Additional discussions with the Medicinal Plants and Herbal Products Business Promotion Council under the supervision of Ministry of Commerce revealed that the service providers needed technical skills (e.g. collection, storage and drying) to meet the high-quality demands of pharmaceutical companies. Experts of the Council did not promote medicinal herbs among the local communities even though this was their mandate. According to them, their staff could not provide training due to limited time. Yet they were not aware of several interested local service providers in the area who could be trained by few of the Department’s staff together with experts from the pharmaceutical companies.
After series of discussions, local government officials showed interest to support the initiative. They realised that this was a good way of fulfilling their mandates and securing local support base. In addition, the Business Promotion Council was ready to support the governance structure of the sector involving rural communities, private companies and local service providers. Transactions in medicinal herbs are governed by standards and clear formal agreements even though trust is also one important aspect.
Highly needed momentum to the initiative came from private companies that agreed to co-finance the training of local service providers and the establishment of collection centres in rural villages – for aggregating, drying and doing primary processing by producers. The response in terms of production was so encouraging that private companies have increased and expanded financing collection centres in more areas (while the project no longer provided any inputs). The collection centres also produced good, unexpected results. For example, the collection centres were located close to the houses of women producers, which addressed their mobility problem in rural areas of Bangladesh (e.g. to go to markets). This enabled more and more women to sell their produce at the collection centres and directly receive payments.
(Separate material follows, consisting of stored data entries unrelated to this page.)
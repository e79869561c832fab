//! Debounce scheduling and the auto-scroll wiring built on it.

pub mod autoscroll;
pub mod debounce;
pub mod error;
pub mod host;
pub mod timer;

pub use autoscroll::{
    AutoScroll, AutoScrollOptions, ObserverStatus, DEFAULT_CONTAINER_SELECTOR, DEFAULT_DEBOUNCE_WAIT,
    DEFAULT_POST_LOAD_DELAY,
};
pub use debounce::{DebounceStats, Debouncer};
pub use error::AutoScrollError;
pub use host::{
    scroll_to_bottom, ElementRef, EventCallback, LoadCallback, PageEvents, PageHost, ScrollBehavior,
    ScrollSurface, ScrollToOptions,
};
pub use timer::{TimerCallback, TimerFacility};
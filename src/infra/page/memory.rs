//! Headless in-memory page.
//!
//! Stands in for a browser document in tests and demos: it keeps the
//! registered event callbacks, a set of known elements, and a log of every
//! scroll request. Drivers fire events explicitly with [`InMemoryPage::load`],
//! [`InMemoryPage::resize_window`] and [`InMemoryPage::resize_element`].

use std::collections::{HashMap, HashSet};

use parking_lot::Mutex;

use crate::core::{
    AutoScrollError, ElementRef, EventCallback, LoadCallback, PageEvents, ScrollSurface,
    ScrollToOptions,
};

struct PageState {
    scroll_height: f64,
    scroll_top: f64,
    scrolls: Vec<ScrollToOptions>,
    loaded: bool,
    load_callbacks: Vec<LoadCallback>,
    resize_callbacks: Vec<EventCallback>,
    elements: HashSet<String>,
    observers: HashMap<String, Vec<EventCallback>>,
    observer_support: bool,
}

/// In-memory page implementing [`ScrollSurface`] and [`PageEvents`].
pub struct InMemoryPage {
    state: Mutex<PageState>,
}

impl Default for InMemoryPage {
    fn default() -> Self {
        Self::new(0.0)
    }
}

impl InMemoryPage {
    /// Create an empty page with the given content height.
    pub fn new(scroll_height: f64) -> Self {
        Self {
            state: Mutex::new(PageState {
                scroll_height,
                scroll_top: 0.0,
                scrolls: Vec::new(),
                loaded: false,
                load_callbacks: Vec::new(),
                resize_callbacks: Vec::new(),
                elements: HashSet::new(),
                observers: HashMap::new(),
                observer_support: true,
            }),
        }
    }

    /// Add an element addressable by `selector`.
    #[must_use]
    pub fn with_element(self, selector: impl Into<String>) -> Self {
        self.state.lock().elements.insert(selector.into());
        self
    }

    /// Make the size-change observer facility unavailable.
    #[must_use]
    pub fn without_resize_observer(self) -> Self {
        self.state.lock().observer_support = false;
        self
    }

    /// Change the content height, as if content was appended.
    pub fn set_scroll_height(&self, height: f64) {
        self.state.lock().scroll_height = height;
    }

    /// Fire the load event. Only the first call has an effect.
    pub fn load(&self) {
        let callbacks = {
            let mut state = self.state.lock();
            if state.loaded {
                return;
            }
            state.loaded = true;
            std::mem::take(&mut state.load_callbacks)
        };
        for callback in callbacks {
            callback();
        }
    }

    /// Fire a window resize. Returns the number of listeners notified.
    pub fn resize_window(&self) -> usize {
        let callbacks = self.state.lock().resize_callbacks.clone();
        for callback in &callbacks {
            callback();
        }
        callbacks.len()
    }

    /// Report a size change of the element matched by `selector`. Returns
    /// the number of observers notified.
    pub fn resize_element(&self, selector: &str) -> Result<usize, AutoScrollError> {
        let callbacks = {
            let state = self.state.lock();
            if !state.elements.contains(selector) {
                return Err(AutoScrollError::ElementMissing(selector.to_string()));
            }
            state.observers.get(selector).cloned().unwrap_or_default()
        };
        for callback in &callbacks {
            callback();
        }
        Ok(callbacks.len())
    }

    /// Every scroll request received so far.
    pub fn scrolls(&self) -> Vec<ScrollToOptions> {
        self.state.lock().scrolls.clone()
    }

    /// Number of scroll requests received so far.
    pub fn scroll_count(&self) -> usize {
        self.state.lock().scrolls.len()
    }

    /// Current viewport offset.
    pub fn scroll_top(&self) -> f64 {
        self.state.lock().scroll_top
    }

    /// Whether the load event has fired.
    pub fn is_loaded(&self) -> bool {
        self.state.lock().loaded
    }
}

impl ScrollSurface for InMemoryPage {
    fn scroll_height(&self) -> f64 {
        self.state.lock().scroll_height
    }

    fn scroll_to(&self, options: ScrollToOptions) {
        let mut state = self.state.lock();
        state.scroll_top = options.top.clamp(0.0, state.scroll_height.max(0.0));
        state.scrolls.push(options);
    }
}

impl PageEvents for InMemoryPage {
    fn on_load(&self, callback: LoadCallback) {
        // Like a browser, listeners added after load never fire.
        self.state.lock().load_callbacks.push(callback);
    }

    fn on_window_resize(&self, callback: EventCallback) {
        self.state.lock().resize_callbacks.push(callback);
    }

    fn query_selector(&self, selector: &str) -> Option<ElementRef> {
        self.state
            .lock()
            .elements
            .contains(selector)
            .then(|| ElementRef::new(selector))
    }

    fn observe_resize(&self, element: &ElementRef, callback: EventCallback) -> Result<(), AutoScrollError> {
        let mut state = self.state.lock();
        if !state.observer_support {
            return Err(AutoScrollError::ObserverUnavailable(
                "size-change observation is not supported by this page".into(),
            ));
        }
        if !state.elements.contains(element.selector()) {
            return Err(AutoScrollError::ElementMissing(element.selector().to_string()));
        }
        state
            .observers
            .entry(element.selector().to_string())
            .or_default()
            .push(callback);
        Ok(())
    }
}
mod mysql;
mod oracle;
mod sqlite;
mod sqlserver;

use std::error::Error;
use std::fmt::{self, Display};

#[derive(Debug, Clone)]
pub enum BackendError {
    UnsupportedUrl { url: String },
}

impl Display for BackendError {
    fn fmt(&self, f: &mut fmt::Formatter<'_>) -> fmt::Result {
        match self {
            BackendError::UnsupportedUrl { url } => write!(
                f,
                "Unsupported database URL \"{url}\" (Only accepts mysql/sqlserver/oracle/sqlite)"
            ),
        }
    }
}

impl Error for BackendError {}

/// Raw per-column connector output. `class_name` is still in driver-reported
/// form; binary columns come back as the `[B` signature.
#[derive(Debug, Clone, PartialEq, Eq)]
pub struct ColumnMeta {
    pub label: String,
    pub class_name: String,
}

#[derive(Debug, Clone, Copy, PartialEq, Eq)]
pub enum Backend {
    MySql,
    SqlServer,
    Oracle,
    Sqlite,
}

impl Backend {
    /// Pure classification over the URL; no connection is opened here.
    pub fn from_url(url: &str) -> Result<Self, BackendError> {
        if url.contains("mysql") {
            Ok(Backend::MySql)
        } else if url.contains("sqlserver") {
            Ok(Backend::SqlServer)
        } else if url.contains("oracle") {
            Ok(Backend::Oracle)
        } else if url.contains("sqlite") {
            Ok(Backend::Sqlite)
        } else {
            Err(BackendError::UnsupportedUrl {
                url: url.to_string(),
            })
        }
    }

    /// Opens one connection, prepares the statement without executing it and
    /// reads label plus type descriptor for every output column. The
    /// connection is closed on all paths, including preparation failure.
    pub async fn column_metadata(
        self,
        url: &str,
        user: &str,
        password: &str,
        sql: &str,
    ) -> Result<Vec<ColumnMeta>, Box<dyn Error>> {
        // Tolerate original-style URLs; dispatch already happened on the raw
        // string.
        let url = url.strip_prefix("jdbc:").unwrap_or(url);
        match self {
            Backend::MySql => mysql::column_metadata(url, user, password, sql).await,
            Backend::SqlServer => sqlserver::column_metadata(url, user, password, sql).await,
            Backend::Oracle => oracle::column_metadata(url, user, password, sql).await,
            // SQLite has no credentials; callers pass `_` placeholders.
            Backend::Sqlite => sqlite::column_metadata(url, sql).await,
        }
    }
}

impl Display for Backend {
    fn fmt(&self, f: &mut fmt::Formatter<'_>) -> fmt::Result {
        match self {
            Backend::MySql => write!(f, "mysql"),
            Backend::SqlServer => write!(f, "sqlserver"),
            Backend::Oracle => write!(f, "oracle"),
            Backend::Sqlite => write!(f, "sqlite"),
        }
    }
}
mod codegen;
mod commands;
mod template;

use std::process::ExitCode;

use clap::Parser;
use clap::error::ErrorKind;
use tracing_subscriber::EnvFilter;

use crate::commands::Convert;

const EXPECTED_ARGUMENTS: usize = 7;

fn main() -> ExitCode {
    dotenvy::dotenv().ok();
    tracing_subscriber::fmt()
        .with_env_filter(EnvFilter::from_default_env())
        .with_writer(std::io::stderr)
        .init();

    let convert = match Convert::try_parse() {
        Ok(convert) => convert,
        Err(err) if err.kind() == ErrorKind::MissingRequiredArgument => {
            let actual = std::env::args().skip(1).count();
            eprintln!(
                "Incorrect number of arguments (Expected: {EXPECTED_ARGUMENTS}, Actual: {actual})"
            );
            return ExitCode::FAILURE;
        }
        Err(err) => err.exit(),
    };
    match convert.run() {
        Ok(code) => {
            print!("{code}");
            ExitCode::SUCCESS
        }
        Err(err) => {
            eprintln!("{err}");
            ExitCode::FAILURE
        }
    }
}
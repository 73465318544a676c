use regex::Regex;
use std::error::Error;

#[derive(Debug, Clone, PartialEq, Eq)]
pub struct ParametrizedQuery {
    pub raw_query: String,
    pub params: Vec<String>,
}

// Everything that may terminate a `:name` placeholder. A colon inside a
// string literal still matches structurally; that limitation is kept as-is.
const DELIMITERS: &str = r#"\s~`!@#%^&*()\-+=|\\}\]{\[:;"'?/>.<,"#;

pub fn to_positional(query: &str) -> Result<ParametrizedQuery, Box<dyn Error>> {
    let placeholder_pattern = Regex::new(&format!(":([^{DELIMITERS}]+)([{DELIMITERS}]|$)"))?;

    let mut params = Vec::new();
    let raw_query = placeholder_pattern
        .replace_all(query, |captures: &regex::Captures| {
            params.push(captures[1].to_string());
            format!("?{}", &captures[2])
        })
        .into_owned();

    Ok(ParametrizedQuery { raw_query, params })
}
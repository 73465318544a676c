use std::error::Error;

use crate::codegen::{ClassDefinition, CodeGen, imports_text, method_parameters_text};
use crate::template;

pub struct RecordCodeGen;

impl CodeGen for RecordCodeGen {
    fn generate(&self, class: &ClassDefinition) -> Result<String, Box<dyn Error>> {
        Ok(template::fill(
            include_str!("./templates/record.txt"),
            &[
                &class.package_name,
                &imports_text(&class.properties),
                &class.class_name,
                &method_parameters_text(&class.properties),
            ],
        ))
    }
}
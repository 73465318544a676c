use std::error::Error;
use std::fmt::Write;

use tiberius::{AuthMethod, Client, Config};
use tokio::net::TcpStream;
use tokio_util::compat::TokioAsyncWriteCompatExt;

use crate::backend::ColumnMeta;

// tiberius has no prepare-only call, so the result shape is read from the
// server-side describe function; the user query is parsed there, never run.
const DESCRIBE_QUERY: &str = "SELECT name, system_type_name \
    FROM sys.dm_exec_describe_first_result_set(@P1, @P2, 0) \
    ORDER BY column_ordinal";

pub(crate) async fn column_metadata(
    url: &str,
    user: &str,
    password: &str,
    sql: &str,
) -> Result<Vec<ColumnMeta>, Box<dyn Error>> {
    let mut config = Config::from_jdbc_string(url)?;
    config.authentication(AuthMethod::sql_server(user, password));
    config.trust_cert();

    let tcp = TcpStream::connect(config.get_addr()).await?;
    tcp.set_nodelay(true)?;
    let mut client = Client::connect(config, tcp.compat_write()).await?;

    let (numbered, declarations) = number_placeholders(sql);
    let rows = client
        .query(DESCRIBE_QUERY, &[&numbered, &declarations])
        .await?
        .into_first_result()
        .await?;
    let columns = rows
        .iter()
        .map(|row| ColumnMeta {
            label: row.get::<&str, _>(0).unwrap_or_default().to_string(),
            class_name: class_name(row.get::<&str, _>(1).unwrap_or_default()).to_string(),
        })
        .collect();
    client.close().await?;
    Ok(columns)
}

// The describe function rejects undeclared parameters, so each `?` becomes a
// numbered `@Pn` declared as sql_variant.
fn number_placeholders(sql: &str) -> (String, String) {
    let mut numbered = String::with_capacity(sql.len());
    let mut declarations = Vec::new();
    for character in sql.chars() {
        if character == '?' {
            let index = declarations.len() + 1;
            let _ = write!(numbered, "@P{index}");
            declarations.push(format!("@P{index} sql_variant"));
        } else {
            numbered.push(character);
        }
    }
    (numbered, declarations.join(", "))
}

// mssql-jdbc-style report for system_type_name base tokens; length and
// precision suffixes like varchar(10) are stripped first.
fn class_name(system_type_name: &str) -> &'static str {
    let base = system_type_name
        .split('(')
        .next()
        .unwrap_or(system_type_name)
        .trim();
    match base {
        "bit" => "java.lang.Boolean",
        "tinyint" | "smallint" => "java.lang.Short",
        "int" => "java.lang.Integer",
        "bigint" => "java.lang.Long",
        "decimal" | "numeric" | "money" | "smallmoney" => "java.math.BigDecimal",
        "float" => "java.lang.Double",
        "real" => "java.lang.Float",
        "char" | "varchar" | "text" | "nchar" | "nvarchar" | "ntext" | "xml"
        | "uniqueidentifier" | "sysname" => "java.lang.String",
        "date" => "java.sql.Date",
        "time" => "java.sql.Time",
        "datetime" | "datetime2" | "smalldatetime" => "java.sql.Timestamp",
        "datetimeoffset" => "microsoft.sql.DateTimeOffset",
        "binary" | "varbinary" | "image" | "rowversion" | "timestamp" => "[B",
        _ => "java.lang.Object",
    }
}
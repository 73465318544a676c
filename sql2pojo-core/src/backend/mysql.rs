use std::error::Error;
use std::str::FromStr;

use sqlx::mysql::MySqlConnectOptions;
use sqlx::{Column, ConnectOptions, Connection, Executor, Statement, TypeInfo};

use crate::backend::ColumnMeta;

pub(crate) async fn column_metadata(
    url: &str,
    user: &str,
    password: &str,
    sql: &str,
) -> Result<Vec<ColumnMeta>, Box<dyn Error>> {
    let options = MySqlConnectOptions::from_str(url)?
        .username(user)
        .password(password);
    let mut connection = options.connect().await?;
    let prepared = connection.prepare(sql).await;
    let columns = match prepared {
        Ok(statement) => statement
            .columns()
            .iter()
            .map(|column| ColumnMeta {
                label: column.name().to_string(),
                class_name: class_name(column.type_info().name()).to_string(),
            })
            .collect(),
        Err(err) => {
            connection.close().await.ok();
            return Err(err.into());
        }
    };
    connection.close().await?;
    Ok(columns)
}

// Connector/J-style report for the type names sqlx surfaces.
fn class_name(type_name: &str) -> &'static str {
    match type_name {
        "BOOLEAN" | "BIT" => "java.lang.Boolean",
        "TINYINT" | "TINYINT UNSIGNED" | "SMALLINT" | "SMALLINT UNSIGNED" | "MEDIUMINT"
        | "INT" => "java.lang.Integer",
        "MEDIUMINT UNSIGNED" | "INT UNSIGNED" | "BIGINT" => "java.lang.Long",
        "BIGINT UNSIGNED" => "java.math.BigInteger",
        "FLOAT" => "java.lang.Float",
        "DOUBLE" => "java.lang.Double",
        "DECIMAL" => "java.math.BigDecimal",
        "DATE" | "YEAR" => "java.sql.Date",
        "TIME" => "java.sql.Time",
        "DATETIME" | "TIMESTAMP" => "java.sql.Timestamp",
        "CHAR" | "VARCHAR" | "TINYTEXT" | "TEXT" | "MEDIUMTEXT" | "LONGTEXT" | "ENUM" | "SET"
        | "JSON" => "java.lang.String",
        "BINARY" | "VARBINARY" | "TINYBLOB" | "BLOB" | "MEDIUMBLOB" | "LONGBLOB" | "GEOMETRY" => {
            "[B"
        }
        _ => "java.lang.Object",
    }
}
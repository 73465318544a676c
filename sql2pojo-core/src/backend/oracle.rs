use std::error::Error;
use std::fmt::Write;

use oracle::Connection;
use oracle::sql_type::{OracleType, ToSql};

use crate::backend::ColumnMeta;

// The driver only exposes column descriptions through a result set, so the
// statement runs with NULL binds and no row is ever fetched.
pub(crate) async fn column_metadata(
    url: &str,
    user: &str,
    password: &str,
    sql: &str,
) -> Result<Vec<ColumnMeta>, Box<dyn Error>> {
    let connect_string = connect_descriptor(url).to_string();
    let user = user.to_string();
    let password = password.to_string();
    let (numbered, bind_count) = number_placeholders(sql);

    // The driver is blocking; keep it off the async workers.
    let columns = tokio::task::spawn_blocking(
        move || -> Result<Vec<ColumnMeta>, oracle::Error> {
            let connection = Connection::connect(&user, &password, &connect_string)?;
            let mut statement = connection.statement(&numbered).build()?;
            let binds: Vec<Option<String>> = vec![None; bind_count];
            let bind_refs: Vec<&dyn ToSql> = binds.iter().map(|bind| bind as &dyn ToSql).collect();
            let rows = statement.query(&bind_refs)?;
            let columns = rows
                .column_info()
                .iter()
                .map(|info| ColumnMeta {
                    label: info.name().to_string(),
                    class_name: class_name(info.oracle_type()).to_string(),
                })
                .collect();
            drop(rows);
            statement.close()?;
            connection.close()?;
            Ok(columns)
        },
    )
    .await??;
    Ok(columns)
}

// `oracle://host:port/service` and `jdbc:oracle:thin:@//host:port/service`
// both reduce to an easy-connect descriptor.
fn connect_descriptor(url: &str) -> &str {
    if let Some((_, descriptor)) = url.split_once('@') {
        return descriptor;
    }
    url.strip_prefix("oracle://").unwrap_or(url)
}

// Oracle binds are named or numbered, never `?`.
fn number_placeholders(sql: &str) -> (String, usize) {
    let mut numbered = String::with_capacity(sql.len());
    let mut count = 0;
    for character in sql.chars() {
        if character == '?' {
            count += 1;
            let _ = write!(numbered, ":{count}");
        } else {
            numbered.push(character);
        }
    }
    (numbered, count)
}

fn class_name(column_type: &OracleType) -> &'static str {
    match column_type {
        OracleType::Varchar2(_)
        | OracleType::NVarchar2(_)
        | OracleType::Char(_)
        | OracleType::NChar(_)
        | OracleType::Long
        | OracleType::CLOB
        | OracleType::NCLOB
        | OracleType::Rowid => "java.lang.String",
        OracleType::Number(_, _) | OracleType::Float(_) => "java.math.BigDecimal",
        OracleType::Int64 | OracleType::UInt64 => "java.lang.Long",
        OracleType::BinaryFloat => "java.lang.Float",
        OracleType::BinaryDouble => "java.lang.Double",
        OracleType::Date
        | OracleType::Timestamp(_)
        | OracleType::TimestampTZ(_)
        | OracleType::TimestampLTZ(_) => "java.sql.Timestamp",
        OracleType::Raw(_) | OracleType::LongRaw => "[B",
        OracleType::BLOB | OracleType::BFILE => "java.sql.Blob",
        OracleType::Boolean => "java.lang.Boolean",
        _ => "java.lang.Object",
    }
}

#[cfg(test)]
mod tests {
    use oracle::sql_type::OracleType;

    use crate::backend::oracle::{class_name, connect_descriptor, number_placeholders};

    #[test]
    fn maps_core_types() {
        assert_eq!(class_name(&OracleType::Varchar2(30)), "java.lang.String");
        assert_eq!(class_name(&OracleType::Number(10, 0)), "java.math.BigDecimal");
        assert_eq!(class_name(&OracleType::Date), "java.sql.Timestamp");
        assert_eq!(class_name(&OracleType::Raw(2000)), "[B");
        assert_eq!(class_name(&OracleType::BLOB), "java.sql.Blob");
    }

    #[test]
    fn numbers_placeholders() {
        let (numbered, count) = number_placeholders("SELECT * FROM person WHERE id = ? OR id = ?");
        assert_eq!(numbered, "SELECT * FROM person WHERE id = :1 OR id = :2");
        assert_eq!(count, 2);
    }

    #[test]
    fn reduces_urls_to_connect_descriptors() {
        assert_eq!(
            connect_descriptor("oracle://localhost:1521/XEPDB1"),
            "localhost:1521/XEPDB1"
        );
        assert_eq!(
            connect_descriptor("oracle:thin:@//localhost:1521/XEPDB1"),
            "//localhost:1521/XEPDB1"
        );
    }
}
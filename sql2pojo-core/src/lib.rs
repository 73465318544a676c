use std::error::Error;

use serde::{Deserialize, Serialize};

pub mod backend;
pub mod naming;
pub mod rewrite;
pub mod types;

use crate::backend::{Backend, ColumnMeta};
use crate::rewrite::ParametrizedQuery;

/// One result-set column, in column order: the backend-reported Java class
/// name, the display type used in generated declarations, and the camelCase
/// property derived from the column label.
#[derive(Debug, Clone, PartialEq, Eq, Hash, Serialize, Deserialize)]
pub struct PropertyType {
    pub original_type_name: String,
    pub simple_type_name: String,
    pub property_name: String,
}

impl PropertyType {
    fn from_column(column: ColumnMeta) -> Self {
        let original_type_name = types::original_type_name(&column.class_name);
        let simple_type_name = types::simple_type_name(&original_type_name);
        let property_name = naming::property_name(&column.label);
        Self {
            original_type_name,
            simple_type_name,
            property_name,
        }
    }
}

/// Rewrites named placeholders, prepares the statement against the backend
/// family encoded in the URL and returns one descriptor per output column.
/// The query is never executed.
pub async fn describe_query(
    url: &str,
    user: &str,
    password: &str,
    sql: &str,
) -> Result<Vec<PropertyType>, Box<dyn Error>> {
    let ParametrizedQuery { raw_query, params } = rewrite::to_positional(sql)?;
    if !params.is_empty() {
        tracing::debug!(?params, "rewrote named placeholders");
    }
    let backend = Backend::from_url(url)?;
    tracing::debug!(%backend, "reading result set metadata");
    let columns = backend.column_metadata(url, user, password, &raw_query).await?;
    Ok(columns.into_iter().map(PropertyType::from_column).collect())
}
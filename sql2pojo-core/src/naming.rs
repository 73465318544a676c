const SEPARATORS: &[char] = &['.', '_', ' ', '$', '@', '#'];

/// Converts a raw column label into a camelCase property identifier. A
/// lowercase-to-uppercase boundary counts as a word break, so `fooBar`,
/// `foo_bar` and `FooBar` all normalize to `fooBar`.
pub fn property_name(label: &str) -> String {
    let mut split = String::with_capacity(label.len() + 4);
    let mut prev_lower = false;
    for character in label.chars() {
        if prev_lower && character.is_ascii_uppercase() {
            split.push('_');
        }
        prev_lower = character.is_ascii_lowercase();
        split.push(character);
    }
    to_camel_case(&split)
}

fn to_camel_case(text: &str) -> String {
    let mut out = String::with_capacity(text.len());
    let mut boundary = false;
    for character in text.chars() {
        if SEPARATORS.contains(&character) {
            boundary = true;
            continue;
        }
        if out.is_empty() {
            out.push(character.to_ascii_lowercase());
            boundary = false;
        } else if boundary {
            out.push(character.to_ascii_uppercase());
            boundary = false;
        } else {
            out.push(character.to_ascii_lowercase());
        }
    }
    out
}

pub fn capitalize_first(text: &str) -> String {
    let mut characters = text.chars();
    match characters.next() {
        Some(first) => first.to_ascii_uppercase().to_string() + characters.as_str(),
        None => String::new(),
    }
}

pub fn lowercase_first(text: &str) -> String {
    let mut characters = text.chars();
    match characters.next() {
        Some(first) => first.to_ascii_lowercase().to_string() + characters.as_str(),
        None => String::new(),
    }
}
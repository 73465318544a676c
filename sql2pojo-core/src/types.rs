use crate::naming;

/// Pseudo-type assigned to binary columns; no backend reports it directly.
pub const BYTE_ARRAY: &str = "byte[]";

const BINARY_SIGNATURE: &str = "[B";

pub fn original_type_name(reported: &str) -> String {
    if reported == BINARY_SIGNATURE {
        return BYTE_ARRAY.to_string();
    }
    reported.to_string()
}

/// Display name used in generated declarations. String and Integer resolve
/// before the generic `java.lang` rule and never reach the
/// lowercase-first-letter fallback.
pub fn simple_type_name(original: &str) -> String {
    if original.contains("java.lang.String") {
        return "String".to_string();
    }
    if original.contains("java.lang.Integer") {
        return "int".to_string();
    }
    if original.contains("java.lang") {
        return naming::lowercase_first(last_segment(original));
    }
    if original == BYTE_ARRAY {
        return original.to_string();
    }
    last_segment(original).to_string()
}

fn last_segment(type_name: &str) -> &str {
    type_name.rsplit('.').next().unwrap_or(type_name)
}

#[cfg(test)]
mod tests {
    use crate::types::{original_type_name, simple_type_name};

    #[test]
    fn simple_names_for_boxed_string_and_integer() {
        assert_eq!(simple_type_name("java.lang.String"), "String");
        assert_eq!(simple_type_name("java.lang.Integer"), "int");
    }

    #[test]
    fn simple_names_for_other_builtins() {
        assert_eq!(simple_type_name("java.lang.Boolean"), "boolean");
        assert_eq!(simple_type_name("java.lang.Long"), "long");
        assert_eq!(simple_type_name("java.lang.Double"), "double");
        assert_eq!(simple_type_name("java.lang.Float"), "float");
    }

    #[test]
    fn byte_array_passes_through() {
        assert_eq!(simple_type_name("byte[]"), "byte[]");
    }

    #[test]
    fn unqualified_fallback_keeps_case() {
        assert_eq!(simple_type_name("java.sql.Timestamp"), "Timestamp");
        assert_eq!(simple_type_name("java.math.BigDecimal"), "BigDecimal");
        assert_eq!(simple_type_name("microsoft.sql.DateTimeOffset"), "DateTimeOffset");
    }

    #[test]
    fn binary_signature_resolves_to_byte_array() {
        assert_eq!(original_type_name("[B"), "byte[]");
        assert_eq!(original_type_name("java.lang.String"), "java.lang.String");
    }
}
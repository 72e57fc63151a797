use clap::Subcommand;
use lifedash_core::{Config, Event, Task};
use uuid::Uuid;

use crate::common::{self, CliResult};

#[derive(Subcommand)]
pub enum TaskAction {
    /// Assign the current task slot
    Set { name: String },
    /// Add a task to the waiting queue
    Queue { name: String },
    /// Complete the current task and promote the next queued one
    Done,
    /// Delete a task by id
    Remove { id: Uuid },
    /// List the current task and the queue
    List {
        #[arg(long)]
        json: bool,
    },
}

pub fn run(action: TaskAction) -> CliResult {
    let config = Config::load()?;
    let mut engine = common::load_engine(&config);

    match action {
        TaskAction::Set { name } => {
            let task = Task::new(&name)?;
            println!("current task: {}", task.name);
            if let Some(displaced) = engine.set_current_task(task) {
                println!("displaced: {}", displaced.name);
            }
        }
        TaskAction::Queue { name } => {
            let task = Task::new(&name)?;
            let label = task.name.clone();
            engine.enqueue_task(task)?;
            match engine.tasks().current() {
                Some(current) if current.name == label => {
                    println!("current task: {label}")
                }
                _ => println!(
                    "queued: {label} ({}/{} waiting)",
                    engine.tasks().queued_len(),
                    engine.tasks().max_queued()
                ),
            }
        }
        TaskAction::Done => {
            if engine.tasks().current().is_none() {
                println!("no current task");
            } else {
                match engine.complete_current_task() {
                    Some(Event::TaskPromoted { task_name, .. }) => {
                        println!("done; next up: {task_name}")
                    }
                    _ => println!("done; queue empty"),
                }
            }
        }
        TaskAction::Remove { id } => {
            if engine.remove_task(id) {
                println!("removed {id}");
            } else {
                println!("no task with id {id}");
            }
        }
        TaskAction::List { json } => {
            if json {
                println!("{}", serde_json::to_string_pretty(engine.tasks())?);
            } else {
                match engine.tasks().current() {
                    Some(task) => println!("* {} ({})", task.name, task.id),
                    None => println!("* (no current task)"),
                }
                for task in engine.tasks().queued() {
                    println!("  {} ({})", task.name, task.id);
                }
            }
        }
    }

    common::save_engine(&engine)
}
Beyond “islands of success”: how about other poor and disadvantaged communities?
The initiative sought to address poverty in the northern part of Bangladesh. By the end of 2015, there were about 60,000 producers growing medicinal herbs on roadside and fallow land. Most of the producers were poor and disadvantaged women.
Additional private companies and small enterprises joined producing and processing medicinal herbs, expanding their geographical coverage beyond the initial northern part of Bangladesh. Better horizontal and vertical coordination of actors led to product upgrading (increasing the qualities of products and value) and process upgrading (enhanced efficiency of production either through better organisation of the production process or the use of improved technology). Poor and disadvantaged women and men diversified the species of medicinal herbs. They started growing basak (vasaka adhatoda zeylanica) and then added four species: kalomegh (andrographis paniculate), holy basil (tulsi), asparagus (shata muli) and withania somnifiera (ashwaghanda).
International and national actors and players – from development agencies to international organisations – have started replicating the success of the initiative. Because of such broader and deeper impacts, the International Land Coalition has recognised the initiative to address the problem. The Second Herbal World Global Exhibition and Conference held in Malaysia in September 2014, which brought together 56 pharmaceutical companies, conferred Helvetas Swiss Intercooperation, the implementer of the Samriddhi project, an award for its innovative work.
It has been three years since the project ended. We believe that it is important to do a follow-up investigation to see whether the impacts have continued (sustainability) at which extent (scale). This potentially contributes to building evidence on ex-post evaluation of development projects.